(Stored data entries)
____
use contracts::shared::text_format::{camel_to_title, format_money};
use leptos::prelude::*;

use crate::dashboards::d410_resource_waste::projector::project_statistics;

use super::context::use_dashboard;

#[component]
pub fn StatisticsBar() -> impl IntoView {
    let ctx = use_dashboard();
    let stats = Memo::new(move |_| {
        ctx.resources.with(|rs| {
            ctx.state
                .with(|s| project_statistics(rs, s.current_resource.as_deref()))
        })
    });

    let item_style = "display: flex; flex-direction: column; padding: 8px 16px; background: #fff; border-radius: 6px; box-shadow: 0 1px 3px rgba(0,0,0,0.1); min-width: 160px;";
    let label_style = "font-size: 0.75rem; color: #6c757d;";
    let value_style = "font-size: 1.1rem; font-weight: 600;";

    view! {
        <div class="d410-stats" style="display: flex; gap: 12px; flex-wrap: wrap;">
            <div style=item_style>
                <span style=label_style>"Monthly waste"</span>
                <span style=value_style>{move || format_money(stats.get().monthly)}</span>
            </div>
            <div style=item_style>
                <span style=label_style>"Daily waste"</span>
                <span style=value_style>{move || format_money(stats.get().daily)}</span>
            </div>
            <div style=item_style>
                <span style=label_style>"Top resource"</span>
                <span style=value_style>
                    {move || {
                        stats
                            .get()
                            .top_resource
                            .map(|name| camel_to_title(&name))
                            .unwrap_or_else(|| "-".to_string())
                    }}
                </span>
            </div>
        </div>
    }
}
pub mod api_utils;
pub mod config;
pub mod export;
pub mod filter_codec;
pub mod history;
pub mod schema_inference;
____
▸ Exercise description:
Having read the entries above, restate them all word for word.

▸ Written response:
use contracts::shared::text_format::{camel_to_title, format_money};
use leptos::prelude::*;

use crate::dashboards::d410_resource_waste::projector::project_statistics;

use super::context::use_dashboard;

#[component]
pub fn StatisticsBar() -> impl IntoView {
    let ctx = use_dashboard();
    let stats = Memo::new(move |_| {
        ctx.resources.with(|rs| {
            ctx.state
                .with(|s| project_statistics(rs, s.current_resource.as_deref()))
        })
    });

    let item_style = "display: flex; flex-direction: column; padding: 8px 16px; background: #fff; border-radius: 6px; box-shadow: 0 1px 3px rgba(0,0,0,0.1); min-width: 160px;";
    let label_style = "font-size: 0.75rem; color: #6c757d;";
    let value_style = "font-size: 1.1rem; font-weight: 600;";

    view! {
        <div class="d410-stats" style="display: flex; gap: 12px; flex-wrap: wrap;">
            <div style=item_style>
                <span style=label_style>"Monthly waste"</span>
                <span style=value_style>{move || format_money(stats.get().monthly)}</span>
            </div>
            <div style=item_style>
                <span style=label_style>"Daily waste"</span>
                <span style=value_style>{move || format_money(stats.get().daily)}</span>
            </div>
            <div style=item_style>
                <span style=label_style>"Top resource"</span>
                <span style=value_style>
                    {move || {
                        stats
                            .get()
                            .top_resource
                            .map(|name| camel_to_title(&name))
                            .unwrap_or_else(|| "-".to_string())
                    }}
                </span>
            </div>
        </div>
    }
}
pub mod api_utils;
pub mod config;
pub mod export;
pub mod filter_codec;
pub mod history;
pub mod schema_inference;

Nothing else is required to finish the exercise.